Eles também apontam a possibilidade da bitributação: por mais que o STF decida que é correto incidir o ICMS, a lei do ISS segue existindo. O presidente da Associação Brasileira das Empresas de Software (ABES), Rodolfo Fücher, defende que o ideal seria que, neste momento, a Corte aguardasse que o Congresso concluísse a discussão sobre a reforma tributária. Ele afirma que não faz sentido que o setor fique no meio de uma guerra fiscal entre estados e municípios.
“O julgamento desse tema neste momento é totalmente prejudicial, separado ou não das outras ações. A ADI está há quase duas décadas no STF. O Legislativo iniciou uma discussão séria sobre reforma tributária e que teoricamente resolveria todo esse impasse. E ainda estamos em momento de séria crise global que está afetando todos e tudo. Imagine uma decisão que venha a alterar toda a parte tributária do segmento de software. Isso vai causar um dano, um estrago no setor, sem precedentes. Já iria causar sem a pandemia, agora ainda mais”, enfatiza Fücher.

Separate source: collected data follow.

#[cfg(test)]
mod tests {
    use super::*;
    use crate::startup::constraints::Policy;
    use std::io::Write;
    use tempfile::NamedTempFile;

    const AGENT_CONFIG: &str = r#"
scrape_configs:
  - job_name: metricsd
    static_configs:
      - targets: ["localhost:9090"]
remote_write:
  - url: http://remote.example:9201/write
"#;

    fn agent_config_file() -> NamedTempFile {
        let mut file = NamedTempFile::new().unwrap();
        file.write_all(AGENT_CONFIG.as_bytes()).unwrap();
        file
    }

    fn path_of(file: &NamedTempFile) -> String {
        file.path().display().to_string()
    }

    fn start(sequencer: &StartupSequencer, flags: FlagSet) -> EnsureResult<StartupState> {
        match sequencer.run(&flags) {
            ValidationVerdict::Accepted(mode) => sequencer.admit(mode, flags),
            ValidationVerdict::Rejected(err) => Err(err),
        }
    }

    fn rejected_kind(verdict: &ValidationVerdict) -> Option<ErrorKind> {
        match verdict {
            ValidationVerdict::Rejected(err) => Some(err.kind()),
            ValidationVerdict::Accepted(_) => None,
        }
    }

    #[test]
    fn test_agent_accepted() {
        let file = agent_config_file();
        let flags = FlagSet::from_iter([
            ("agent".to_string(), "true".to_string()),
            (flags::CONFIG_FILE.to_string(), path_of(&file)),
        ]);
        let sequencer = StartupSequencer::default();

        assert_eq!(sequencer.run(&flags), ValidationVerdict::Accepted(Mode::Agent));

        let state = start(&sequencer, flags).unwrap();
        assert_eq!(state.mode, Mode::Agent);
        assert_eq!(state.config.scrape_configs.len(), 1);
        assert_eq!(state.accepted_messages.len(), 2);
    }

    #[test]
    fn test_agent_with_admin_api_rejected() {
        let file = agent_config_file();
        let flags = FlagSet::from_iter([
            ("agent".to_string(), "true".to_string()),
            (flags::CONFIG_FILE.to_string(), path_of(&file)),
            (flags::ENABLE_ADMIN_API.to_string(), "true".to_string()),
        ]);
        let verdict = StartupSequencer::default().run(&flags);
        assert_eq!(rejected_kind(&verdict), Some(ErrorKind::ConstraintViolation));
        assert_eq!(verdict.exit_code(), 1);

        match verdict {
            ValidationVerdict::Rejected(StartupError::Constraint(violation)) => {
                assert_eq!(violation.flag, flags::ENABLE_ADMIN_API);
                assert_eq!(violation.policy, Policy::Forbidden);
            }
            other => panic!("Expected constraint violation, got {:?}", other),
        }
    }

    #[test]
    fn test_missing_config_file_rejected_in_any_mode() {
        let sequencer = StartupSequencer::default();
        for extra in [("agent", "true"), (flags::TSDB_PATH, "data/")] {
            let flags = FlagSet::from_iter([(flags::CONFIG_FILE, "fake-input-file"), extra]);
            let verdict: ValidationVerdict = start(&sequencer, flags).into();
            assert_eq!(rejected_kind(&verdict), Some(ErrorKind::ConfigParseError));
            assert_eq!(verdict.exit_code(), 1);
        }
    }

    #[test]
    fn test_server_mode_with_agent_invocation_rejected() {
        let file = agent_config_file();
        let flags = FlagSet::from_iter([(flags::CONFIG_FILE.to_string(), path_of(&file))]);
        let verdict = StartupSequencer::default().run(&flags);
        assert_eq!(rejected_kind(&verdict), Some(ErrorKind::ConstraintViolation));
    }

    #[test]
    fn test_server_mode_accepted_with_tsdb_path() {
        let file = agent_config_file();
        let flags = FlagSet::from_iter([
            (flags::CONFIG_FILE.to_string(), path_of(&file)),
            (flags::TSDB_PATH.to_string(), "data/".to_string()),
            (flags::ENABLE_ADMIN_API.to_string(), "true".to_string()),
        ]);
        let state = start(&StartupSequencer::default(), flags).unwrap();
        assert_eq!(state.mode, Mode::Server);
    }

    #[test]
    fn test_bounds_checked_after_constraints() {
        let flags = FlagSet::from_iter([
            (flags::TSDB_PATH, "data/"),
            (flags::TSDB_WAL_SEGMENT_SIZE, "0"),
        ]);
        match StartupSequencer::default().run(&flags) {
            ValidationVerdict::Rejected(StartupError::Bounds(violation)) => {
                assert!(matches!(violation, BoundsViolation::OutOfRange { .. }));
            }
            other => panic!("Expected bounds violation, got {:?}", other),
        }

        // Constraint failures short-circuit before the bad size is looked at.
        let flags = FlagSet::from_iter([(flags::TSDB_WAL_SEGMENT_SIZE, "0")]);
        let verdict = StartupSequencer::default().run(&flags);
        assert_eq!(rejected_kind(&verdict), Some(ErrorKind::ConstraintViolation));
    }

    #[test]
    fn test_proto_messages_validated() {
        let sequencer = StartupSequencer::default();
        let flags = FlagSet::from_iter([
            (flags::TSDB_PATH, "data/"),
            (
                flags::ACCEPTED_PROTOBUF_MESSAGES,
                "prometheus.WriteRequest,io.prometheus.write.v2.Request",
            ),
        ]);
        assert_eq!(sequencer.run(&flags), ValidationVerdict::Accepted(Mode::Server));

        let flags = FlagSet::from_iter([
            (flags::TSDB_PATH, "data/"),
            (flags::ACCEPTED_PROTOBUF_MESSAGES, "unknown1,unknown2"),
        ]);
        match sequencer.run(&flags) {
            ValidationVerdict::Rejected(err @ StartupError::Proto(_)) => {
                assert_eq!(err.stage(), StartupStage::BoundsChecked);
                assert!(err.to_string().contains("\"unknown1\""));
                assert!(!err.to_string().contains("unknown2"));
            }
            other => panic!("Expected proto violation, got {:?}", other),
        }
    }

    #[test]
    fn test_diagnostic_line_per_error_kind() {
        let sequencer = StartupSequencer::default();
        let cases = [
            (
                FlagSet::from_iter([("agent", "true"), (flags::ENABLE_ADMIN_API, "true")]),
                flags::ENABLE_ADMIN_API,
                "flag --web.enable-admin-api=\"true\" enables a server-only capability \
                 and is forbidden in agent mode",
            ),
            (
                FlagSet::from_iter([("agent", "true"), (flags::AGENT_WAL_SEGMENT_SIZE, "1GB")]),
                flags::AGENT_WAL_SEGMENT_SIZE,
                "value \"1GB\" for flag --storage.agent.wal-segment-size is out of range \
                 in agent mode: must be between 10MiB and 256MiB",
            ),
            (
                FlagSet::from_iter([
                    (flags::TSDB_PATH, "data/"),
                    (flags::ACCEPTED_PROTOBUF_MESSAGES, "unknown1"),
                ]),
                flags::ACCEPTED_PROTOBUF_MESSAGES,
                "flag --web.remote-write-receiver.accepted-protobuf-messages names unknown \
                 remote-write protobuf message \"unknown1\" in server mode, supported: \
                 prometheus.WriteRequest, io.prometheus.write.v2.Request",
            ),
        ];
        for (flags, flag, expected) in cases {
            match sequencer.run(&flags) {
                ValidationVerdict::Rejected(err) => {
                    assert_eq!(err.flag(), flag);
                    assert_eq!(err.to_string(), expected);
                }
                other => panic!("Expected rejection for {}, got {:?}", flag, other),
            }
        }

        let flags = FlagSet::from_iter([("agent", "true"), (flags::CONFIG_FILE, "fake-input-file")]);
        let err = start(&sequencer, flags).unwrap_err();
        assert_eq!(err.flag(), flags::CONFIG_FILE);
        assert!(err
            .to_string()
            .starts_with("couldn't load configuration (--config.file=\"fake-input-file\") in agent mode: "));
    }

    #[test]
    fn test_run_is_idempotent() {
        let sequencer = StartupSequencer::default();
        let cases = [
            FlagSet::from_iter([("agent", "true")]),
            FlagSet::from_iter([("agent", "true"), (flags::ENABLE_ADMIN_API, "true")]),
            FlagSet::from_iter([(flags::TSDB_PATH, "data/"), (flags::TSDB_RETENTION_TIME, "x")]),
        ];
        for flags in cases {
            assert_eq!(sequencer.run(&flags), sequencer.run(&flags));
        }
    }

    #[test]
    fn test_custom_tables() {
        static RULES: [ConstraintRule; 0] = [];
        static BOUNDS: [BoundSpec; 0] = [];
        static ONLY_V1: [ProtoMessageType; 1] = [ProtoMessageType::WriteV1];
        let sequencer =
            StartupSequencer::new(&RULES, &BOUNDS, ProtoMessageRegistry::new(&ONLY_V1));

        let flags = FlagSet::from_iter([(flags::TSDB_WAL_SEGMENT_SIZE, "0")]);
        assert_eq!(sequencer.run(&flags), ValidationVerdict::Accepted(Mode::Server));

        let flags = FlagSet::from_iter([(
            flags::ACCEPTED_PROTOBUF_MESSAGES,
            "io.prometheus.write.v2.Request",
        )]);
        let verdict = sequencer.run(&flags);
        assert_eq!(rejected_kind(&verdict), Some(ErrorKind::ProtoViolation));
    }
}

De acordo com ele, o Brasil, apesar da imensa oportunidade de negócios que existe, já que é o 5° maior mercado de internautas do mundo, afasta investidores internacionais pela dinâmica tributária complexa e confusa. Segundo dados do Ibope, o país tem 149 milhões de internautas ativos, ficando atrás da China, Índia, EUA e Indonésia. “O país precisa estar mais bem estruturado para quando a pandemia passar a gente ter investimentos sem risco, principalmente na área de tecnologia, essencial nesse momento de transformação de comportamentos, com aplicativos para videoconferências, soluções de nuvens para trocar informações, dados de sua empresas, e-commerce, o que deve ser pacificado pela reforma tributária”, conclui.

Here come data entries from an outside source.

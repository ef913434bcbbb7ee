//! Self-monitoring gauges in the text exposition format.
//!
//! Only process-level gauges live here. Their presence on `/metrics` is what
//! health checks use to confirm the process reached its serving state.

use chrono::{DateTime, Utc};
use std::fmt::Write;

use crate::runtime::Runtime;
use crate::startup::Mode;

/// Gauge whose presence confirms the process is serving.
pub const TIME_METRIC: &str = "metricsd_time_seconds";

struct Family {
    name: &'static str,
    help: &'static str,
    samples: Vec<(Vec<(&'static str, String)>, f64)>,
}

/// Ordered collection of gauge families.
#[derive(Default)]
pub struct Exposition {
    families: Vec<Family>,
}

fn escape_label_value(value: &str) -> String {
    value
        .replace('\\', r"\\")
        .replace('"', "\\\"")
        .replace('\n', r"\n")
}

fn seconds(at: DateTime<Utc>) -> f64 {
    at.timestamp_millis() as f64 / 1000.0
}

impl Exposition {
    /// Add one gauge sample. Samples sharing a name share HELP and TYPE lines.
    pub fn gauge(
        &mut self,
        name: &'static str,
        help: &'static str,
        labels: Vec<(&'static str, String)>,
        value: f64,
    ) -> &mut Self {
        match self.families.iter_mut().find(|family| family.name == name) {
            Some(family) => family.samples.push((labels, value)),
            None => self.families.push(Family {
                name,
                help,
                samples: vec![(labels, value)],
            }),
        }
        self
    }

    pub fn render(&self) -> String {
        let mut out = String::new();
        for family in &self.families {
            let _ = writeln!(out, "# HELP {} {}", family.name, family.help);
            let _ = writeln!(out, "# TYPE {} gauge", family.name);
            for (labels, value) in &family.samples {
                out.push_str(family.name);
                if !labels.is_empty() {
                    let rendered: Vec<String> = labels
                        .iter()
                        .map(|(k, v)| format!("{}=\"{}\"", k, escape_label_value(v)))
                        .collect();
                    let _ = write!(out, "{{{}}}", rendered.join(","));
                }
                let _ = writeln!(out, " {}", value);
            }
        }
        out
    }
}

/// Build the process gauges for `runtime` as of `now`.
pub fn collect(runtime: &Runtime, now: DateTime<Utc>) -> Exposition {
    let mut exposition = Exposition::default();
    exposition
        .gauge(
            TIME_METRIC,
            "Current system time in seconds since the epoch.",
            vec![],
            seconds(now),
        )
        .gauge(
            "metricsd_start_time_seconds",
            "Time the process started in seconds since the epoch.",
            vec![],
            seconds(runtime.started_at),
        )
        .gauge(
            "metricsd_ready",
            "Whether startup validation passed and the server is serving.",
            vec![],
            1.0,
        )
        .gauge(
            "metricsd_build_info",
            "Build information.",
            vec![("version", env!("CARGO_PKG_VERSION").to_string())],
            1.0,
        )
        .gauge(
            "metricsd_mode",
            "Operating mode of the process.",
            vec![("mode", runtime.mode.to_string())],
            1.0,
        )
        .gauge(
            "metricsd_config_last_reload_successful",
            "Whether the last configuration load succeeded.",
            vec![],
            1.0,
        )
        .gauge(
            "metricsd_config_last_reload_success_timestamp_seconds",
            "Timestamp of the last successful configuration load.",
            vec![],
            seconds(runtime.started_at),
        )
        .gauge(
            "metricsd_storage_wal_segment_size_bytes",
            "Configured WAL segment size.",
            vec![],
            runtime.storage.wal_segment_size as f64,
        );

    if runtime.mode == Mode::Server {
        for message in &runtime.accepted_messages {
            exposition.gauge(
                "metricsd_remote_write_accepted_message",
                "Remote-write protobuf messages the receiver accepts.",
                vec![("type", message.to_string())],
                1.0,
            );
        }
    }

    exposition
}

/// Render the `/metrics` body.
pub fn render(runtime: &Runtime, now: DateTime<Utc>) -> String {
    collect(runtime, now).render()
}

Mas é também em nome da segurança jurídica que os estados defendem a solução rápida do conflito que se dá no Judiciário. Para o procurador do Distrito Federal Jorge Galvão, que representa o Colégio Nacional de Procuradores-Gerais dos Estados e do DF (Conpeg) na causa, caso o STF estabeleça que a tributação de software pelo ICMS é válida, automaticamente os municípios não estão mais autorizados a cobrar ISS.
“A tributação por ISS é feita no município do estabelecimento da empresa, o que faz com que a arrecadação se concentre em alguns poucos municípios que conseguem atrair essas empresas, por localização, como São Paulo, ou por tributação mais baixa, o que causa uma guerra fiscal entre eles, e o que prejudica municípios do Norte, Centro Oeste e gera desigualdade entre as regiões”, aponta Galvão.

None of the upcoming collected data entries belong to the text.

use anyhow::Result;
use clap::Parser;
use std::process::ExitCode;
use std::sync::Arc;
use tracing::{error, info};
use tracing_subscriber::{fmt, EnvFilter};

mod cli;
mod config;
mod runtime;
mod startup;
mod telemetry;
mod web;

use cli::{Cli, LogFormat, LogLevel};
use runtime::Runtime;
use startup::{StartupSequencer, StartupState, ValidationVerdict};

fn init_logging(level: LogLevel, format: LogFormat) {
    // RUST_LOG wins over --log.level so individual modules can be tuned.
    let filter = EnvFilter::try_from_default_env()
        .unwrap_or_else(|_| EnvFilter::new(level.as_filter()));

    let builder = fmt().with_env_filter(filter).with_writer(std::io::stderr);
    match format {
        LogFormat::Logfmt => builder.init(),
        LogFormat::Json => builder.json().init(),
    }
}

async fn serve(state: StartupState) -> Result<()> {
    let runtime = Arc::new(Runtime::assemble(state)?);
    runtime.prepare_storage()?;
    web::serve(runtime).await?;
    info!("See you next time!");
    Ok(())
}

#[tokio::main]
async fn main() -> ExitCode {
    let cli = match Cli::try_parse() {
        Ok(cli) => cli,
        Err(e) => {
            // --help and --version come through here too.
            let code = if e.use_stderr() {
                ExitCode::FAILURE
            } else {
                ExitCode::SUCCESS
            };
            let _ = e.print();
            return code;
        }
    };

    init_logging(cli.log_level, cli.log_format);

    let sequencer = StartupSequencer::default();
    let flags = cli.flag_set();
    let admitted = match sequencer.run(&flags) {
        ValidationVerdict::Accepted(mode) => sequencer.admit(mode, flags),
        ValidationVerdict::Rejected(err) => Err(err),
    };

    let state = match admitted {
        Ok(state) => state,
        Err(err) => {
            error!(
                kind = ?err.kind(),
                stage = %err.stage(),
                flag = err.flag(),
                "{}",
                err
            );
            return ExitCode::from(ValidationVerdict::Rejected(err).exit_code());
        }
    };

    match serve(state).await {
        Ok(()) => ExitCode::SUCCESS,
        Err(e) => {
            error!("{:#}", e);
            ExitCode::FAILURE
        }
    }
}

Para o procurador, como a tributação do ICMS se dá por local de consumo, ela é mais justa. Além disso, 25% do ICMS é destinado a municípios consumidores. “Dessa forma, a maioria dos municípios sai ganhando. A maioria não tem empresa instalada no seu território. O ICMS é recolhido sobre o consumo e distribuído em parte aos municípios, então, do ponto de vista da justiça distributiva, o ICMS faz muito mais sentido”, pontua.
O procurador também contrapõe o argumento de que software não é mercadoria. De acordo com Galvão, a analogia feita pelas empresas é falaciosa. Ele faz uma comparação com um medicamento: ao comprar um remédio, uma pessoa não compra a patente, não pode comercializá-lo. “Quem desenvolve o software tem direito de explorar esse software, o direito autoral. Quando você baixa um aplicativo, você tem a licença de uso. O simples fato de mudar o nome de compra e venda para licenciamento não significa que não haja um bem a ser transferido”, argumenta. “É uma transferência de bens móveis. E ainda que não seja corpóreo, tem utilidade, ainda que não tenha materialidade, você passa a usar uma ferramenta para o seu bem estar. O direito tributário não se apega ao nome que você dá, mas à relação posta”.